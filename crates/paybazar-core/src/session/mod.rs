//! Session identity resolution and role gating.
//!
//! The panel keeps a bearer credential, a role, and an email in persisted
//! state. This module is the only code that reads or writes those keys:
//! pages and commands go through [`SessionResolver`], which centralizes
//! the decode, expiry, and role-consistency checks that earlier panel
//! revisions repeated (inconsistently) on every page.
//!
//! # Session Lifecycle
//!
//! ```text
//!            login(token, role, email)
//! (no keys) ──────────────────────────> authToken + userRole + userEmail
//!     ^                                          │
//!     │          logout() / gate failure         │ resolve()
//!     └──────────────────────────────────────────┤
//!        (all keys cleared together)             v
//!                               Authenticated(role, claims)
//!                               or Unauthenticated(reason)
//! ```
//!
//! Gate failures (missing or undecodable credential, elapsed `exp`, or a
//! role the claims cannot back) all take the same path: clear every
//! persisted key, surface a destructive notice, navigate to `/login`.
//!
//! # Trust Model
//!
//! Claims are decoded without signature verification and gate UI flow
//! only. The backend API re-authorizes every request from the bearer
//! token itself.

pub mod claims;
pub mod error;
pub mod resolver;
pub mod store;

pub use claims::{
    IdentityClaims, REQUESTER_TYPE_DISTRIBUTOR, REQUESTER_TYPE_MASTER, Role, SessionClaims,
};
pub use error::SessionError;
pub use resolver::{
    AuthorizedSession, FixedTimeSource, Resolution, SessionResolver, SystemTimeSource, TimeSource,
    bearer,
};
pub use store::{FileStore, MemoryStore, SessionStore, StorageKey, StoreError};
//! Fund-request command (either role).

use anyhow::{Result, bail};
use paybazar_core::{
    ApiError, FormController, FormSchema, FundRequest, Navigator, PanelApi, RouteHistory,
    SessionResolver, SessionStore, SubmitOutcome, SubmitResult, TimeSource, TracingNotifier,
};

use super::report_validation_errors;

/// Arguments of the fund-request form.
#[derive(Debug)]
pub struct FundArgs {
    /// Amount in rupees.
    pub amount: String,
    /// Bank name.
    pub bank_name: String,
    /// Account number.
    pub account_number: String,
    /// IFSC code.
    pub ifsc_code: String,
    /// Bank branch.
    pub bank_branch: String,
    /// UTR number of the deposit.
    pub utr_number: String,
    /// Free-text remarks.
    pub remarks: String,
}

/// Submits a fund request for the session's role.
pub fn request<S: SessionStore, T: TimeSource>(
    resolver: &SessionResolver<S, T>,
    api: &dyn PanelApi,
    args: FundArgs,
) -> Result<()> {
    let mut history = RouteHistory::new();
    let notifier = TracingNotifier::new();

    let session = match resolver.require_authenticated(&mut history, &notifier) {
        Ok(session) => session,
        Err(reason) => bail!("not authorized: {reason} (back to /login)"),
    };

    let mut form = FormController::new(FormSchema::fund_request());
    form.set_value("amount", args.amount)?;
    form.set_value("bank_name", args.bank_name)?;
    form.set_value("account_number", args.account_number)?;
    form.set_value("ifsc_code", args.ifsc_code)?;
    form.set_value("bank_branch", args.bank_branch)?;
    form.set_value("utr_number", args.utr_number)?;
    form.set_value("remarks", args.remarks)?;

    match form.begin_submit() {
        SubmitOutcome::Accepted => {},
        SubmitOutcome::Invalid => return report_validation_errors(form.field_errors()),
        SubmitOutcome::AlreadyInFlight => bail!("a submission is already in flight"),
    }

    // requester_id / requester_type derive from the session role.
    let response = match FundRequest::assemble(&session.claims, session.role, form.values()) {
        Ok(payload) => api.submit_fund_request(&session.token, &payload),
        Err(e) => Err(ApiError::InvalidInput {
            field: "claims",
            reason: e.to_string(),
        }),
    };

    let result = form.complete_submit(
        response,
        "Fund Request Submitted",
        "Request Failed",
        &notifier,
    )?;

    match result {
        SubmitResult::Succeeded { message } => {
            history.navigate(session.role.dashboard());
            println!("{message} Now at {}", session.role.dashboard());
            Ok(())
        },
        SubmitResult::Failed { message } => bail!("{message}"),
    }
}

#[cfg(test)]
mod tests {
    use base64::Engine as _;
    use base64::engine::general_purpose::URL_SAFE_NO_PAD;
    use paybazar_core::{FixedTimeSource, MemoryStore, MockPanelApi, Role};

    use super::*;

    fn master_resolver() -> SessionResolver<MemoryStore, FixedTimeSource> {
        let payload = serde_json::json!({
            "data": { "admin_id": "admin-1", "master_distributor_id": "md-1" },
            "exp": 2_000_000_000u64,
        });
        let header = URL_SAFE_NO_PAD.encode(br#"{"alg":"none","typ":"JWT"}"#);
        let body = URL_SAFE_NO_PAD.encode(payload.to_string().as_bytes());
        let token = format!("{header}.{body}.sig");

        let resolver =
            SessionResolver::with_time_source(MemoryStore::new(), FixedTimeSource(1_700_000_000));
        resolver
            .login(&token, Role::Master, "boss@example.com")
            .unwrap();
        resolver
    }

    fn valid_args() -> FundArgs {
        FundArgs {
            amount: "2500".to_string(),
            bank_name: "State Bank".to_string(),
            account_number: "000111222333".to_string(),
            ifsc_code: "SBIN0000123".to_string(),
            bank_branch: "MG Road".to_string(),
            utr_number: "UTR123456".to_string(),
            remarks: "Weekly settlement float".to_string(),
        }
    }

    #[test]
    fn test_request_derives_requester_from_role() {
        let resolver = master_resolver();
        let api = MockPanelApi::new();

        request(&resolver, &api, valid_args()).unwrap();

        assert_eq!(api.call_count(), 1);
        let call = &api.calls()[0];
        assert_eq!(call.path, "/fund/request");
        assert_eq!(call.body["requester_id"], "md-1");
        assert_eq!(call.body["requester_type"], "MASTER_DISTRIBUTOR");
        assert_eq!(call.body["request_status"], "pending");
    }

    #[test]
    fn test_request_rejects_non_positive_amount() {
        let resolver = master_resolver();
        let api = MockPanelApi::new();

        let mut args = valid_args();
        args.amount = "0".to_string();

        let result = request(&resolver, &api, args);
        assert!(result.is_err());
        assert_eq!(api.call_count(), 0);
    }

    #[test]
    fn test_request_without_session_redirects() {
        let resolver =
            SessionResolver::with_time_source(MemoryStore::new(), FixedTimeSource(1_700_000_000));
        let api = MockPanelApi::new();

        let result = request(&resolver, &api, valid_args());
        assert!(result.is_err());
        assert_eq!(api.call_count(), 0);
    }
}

━━━━

Copy out the entries exactly. Begin at the first line and end with the line that has "gate UI flow".

filename crates/paybazar-core/src/session/mod.rs
//! Session identity resolution and role gating.
//!
//! The panel keeps a bearer credential, a role, and an email in persisted
//! state. This module is the only code that reads or writes those keys:
//! pages and commands go through [`SessionResolver`], which centralizes
//! the decode, expiry, and role-consistency checks that earlier panel
//! revisions repeated (inconsistently) on every page.
//!
//! # Session Lifecycle
//!
//! ```text
//!            login(token, role, email)
//! (no keys) ──────────────────────────> authToken + userRole + userEmail
//!     ^                                          │
//!     │          logout() / gate failure         │ resolve()
//!     └──────────────────────────────────────────┤
//!        (all keys cleared together)             v
//!                               Authenticated(role, claims)
//!                               or Unauthenticated(reason)
//! ```
//!
//! Gate failures (missing or undecodable credential, elapsed `exp`, or a
//! role the claims cannot back) all take the same path: clear every
//! persisted key, surface a destructive notice, navigate to `/login`.
//!
//! # Trust Model
//!
//! Claims are decoded without signature verification and gate UI flow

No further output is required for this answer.